This exercise asks for a copy of each line in the records below with the word "went" in it.

****************************************

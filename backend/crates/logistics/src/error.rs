//! Logistics Error Types

use axum::Json;
use axum::http::StatusCode;
use axum::response::{IntoResponse, Response};
use kernel::error::kind::ErrorKind;
use thiserror::Error;

/// Result type for logistics operations
pub type LogisticsResult<T> = Result<T, LogisticsError>;

/// Logistics service errors
#[derive(Debug, Error)]
pub enum LogisticsError {
    #[error("{0} not found")]
    NotFound(&'static str),

    #[error("Validation failed: {0}")]
    Validation(String),

    #[error("Conflict: {0}")]
    Conflict(String),

    #[error("Database error: {0}")]
    Database(#[from] sqlx::Error),

    #[error("Internal error: {0}")]
    Internal(String),
}

impl LogisticsError {
    pub fn status_code(&self) -> StatusCode {
        match self {
            LogisticsError::NotFound(_) => StatusCode::NOT_FOUND,
            LogisticsError::Validation(_) => StatusCode::BAD_REQUEST,
            LogisticsError::Conflict(_) => StatusCode::CONFLICT,
            LogisticsError::Database(_) | LogisticsError::Internal(_) => {
                StatusCode::INTERNAL_SERVER_ERROR
            }
        }
    }

    pub fn kind(&self) -> ErrorKind {
        match self {
            LogisticsError::NotFound(_) => ErrorKind::NotFound,
            LogisticsError::Validation(_) => ErrorKind::BadRequest,
            LogisticsError::Conflict(_) => ErrorKind::Conflict,
            LogisticsError::Database(_) | LogisticsError::Internal(_) => {
                ErrorKind::InternalServerError
            }
        }
    }

    /// Message safe to show to API consumers. Backend faults are masked.
    pub fn user_message(&self) -> String {
        match self {
            LogisticsError::Database(_) | LogisticsError::Internal(_) => {
                "Something went wrong".to_string()
            }
            other => other.to_string(),
        }
    }
}

impl IntoResponse for LogisticsError {
    fn into_response(self) -> Response {
        let status = self.status_code();

        if status.is_server_error() {
            tracing::error!(error = %self, "logistics request failed");
        } else {
            tracing::debug!(error = %self, "logistics request rejected");
        }

        let body = serde_json::json!({
            "error": self.kind().as_str(),
            "message": self.user_message(),
        });

        (status, Json(body)).into_response()
    }
}

#[cfg(test)]
mod tests {
    use super::*;

    #[test]
    fn test_status_codes() {
        assert_eq!(
            LogisticsError::NotFound("shipment").status_code(),
            StatusCode::NOT_FOUND
        );
        assert_eq!(
            LogisticsError::Validation("bad".into()).status_code(),
            StatusCode::BAD_REQUEST
        );
        assert_eq!(
            LogisticsError::Internal("boom".into()).status_code(),
            StatusCode::INTERNAL_SERVER_ERROR
        );
    }

    #[test]
    fn test_internal_details_are_masked() {
        let err = LogisticsError::Internal("connection pool exhausted".into());
        assert_eq!(err.user_message(), "Something went wrong");
    }
}
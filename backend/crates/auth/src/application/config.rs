//! Application Configuration
//!
//! Configuration for the Auth application layer. Every knob has a
//! documented default matching the deployment this backend serves.

use std::time::Duration;

use platform::rate_limit::RateLimitConfig;

/// Re-export SameSite from platform
pub use platform::cookie::SameSite;

/// Auth application configuration
#[derive(Debug, Clone)]
pub struct AuthConfig {
    /// Cookie name prefix; all auth cookies are `<prefix>.<name>`
    pub cookie_prefix: String,
    /// Session secret key for HMAC signing (32 bytes)
    pub session_secret: [u8; 32],
    /// Absolute session lifetime (7 days)
    pub session_expires_in: Duration,
    /// How stale a session row may get before its absolute lifetime is
    /// re-anchored on revalidation (1 day)
    pub session_update_age: Duration,
    /// How long a signed cookie snapshot stays usable at all (1 hour)
    pub cookie_cache_max_age: Duration,
    /// Snapshot age past which a read revalidates against storage and
    /// reissues the cookie (10 minutes)
    pub cookie_cache_refresh_age: Duration,
    /// Lifetime of an impersonation session (1 hour)
    pub impersonation_ttl: Duration,
    /// Lifetime of email verification tokens (24 hours)
    pub verification_ttl: Duration,
    /// Sign-in rate limiting (10 attempts per 60 seconds)
    pub rate_limit: RateLimitConfig,
    /// Whether to require Secure cookie
    pub cookie_secure: bool,
    /// SameSite policy
    pub cookie_same_site: SameSite,
    /// Ban reason applied when an admin gives none
    pub default_ban_reason: String,
    /// Message shown to a banned user at sign-in
    pub banned_user_message: String,
    /// Message shown when a password appears in a known breach
    pub compromised_password_message: String,
    /// Password pepper (optional, application-wide secret)
    pub password_pepper: Option<Vec<u8>>,
}

impl Default for AuthConfig {
    fn default() -> Self {
        Self {
            cookie_prefix: "mpk-dashboard".to_string(),
            session_secret: [0u8; 32],
            session_expires_in: Duration::from_secs(7 * 24 * 3600),
            session_update_age: Duration::from_secs(24 * 3600),
            cookie_cache_max_age: Duration::from_secs(3600),
            cookie_cache_refresh_age: Duration::from_secs(10 * 60),
            impersonation_ttl: Duration::from_secs(3600),
            verification_ttl: Duration::from_secs(24 * 3600),
            rate_limit: RateLimitConfig::new(10, 60),
            cookie_secure: true,
            cookie_same_site: SameSite::Lax,
            default_ban_reason: "You have been banned for violating our rules".to_string(),
            banned_user_message: "Your account has been suspended, contact Evans for support"
                .to_string(),
            compromised_password_message:
                "Your password has been found in a data breach please create a new one".to_string(),
            password_pepper: None,
        }
    }
}

impl AuthConfig {
    /// Create config with a random session secret (for development)
    pub fn with_random_secret() -> Self {
        use rand::RngCore;
        let mut secret = [0u8; 32];
        rand::rng().fill_bytes(&mut secret);
        Self {
            session_secret: secret,
            ..Default::default()
        }
    }

    /// Create config for development (insecure cookie)
    pub fn development() -> Self {
        Self {
            cookie_secure: false,
            ..Self::with_random_secret()
        }
    }

    /// Session lifetime as chrono duration
    pub fn session_ttl(&self) -> chrono::Duration {
        chrono::Duration::from_std(self.session_expires_in)
            .unwrap_or_else(|_| chrono::Duration::days(7))
    }

    /// Update age as chrono duration
    pub fn update_age(&self) -> chrono::Duration {
        chrono::Duration::from_std(self.session_update_age)
            .unwrap_or_else(|_| chrono::Duration::days(1))
    }

    /// Impersonation lifetime as chrono duration
    pub fn impersonation_duration(&self) -> chrono::Duration {
        chrono::Duration::from_std(self.impersonation_ttl)
            .unwrap_or_else(|_| chrono::Duration::hours(1))
    }

    /// Verification token lifetime as chrono duration
    pub fn verification_duration(&self) -> chrono::Duration {
        chrono::Duration::from_std(self.verification_ttl)
            .unwrap_or_else(|_| chrono::Duration::hours(24))
    }

    /// Cookie cache refresh threshold in milliseconds
    pub fn cache_refresh_age_ms(&self) -> i64 {
        self.cookie_cache_refresh_age.as_millis() as i64
    }

    /// Cookie cache hard ceiling in milliseconds
    pub fn cache_max_age_ms(&self) -> i64 {
        self.cookie_cache_max_age.as_millis() as i64
    }

    /// Get password pepper as slice
    pub fn pepper(&self) -> Option<&[u8]> {
        self.password_pepper.as_deref()
    }
}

****************************************

RESPONSE AREA:
                "Something went wrong".to_string()
        assert_eq!(err.user_message(), "Something went wrong");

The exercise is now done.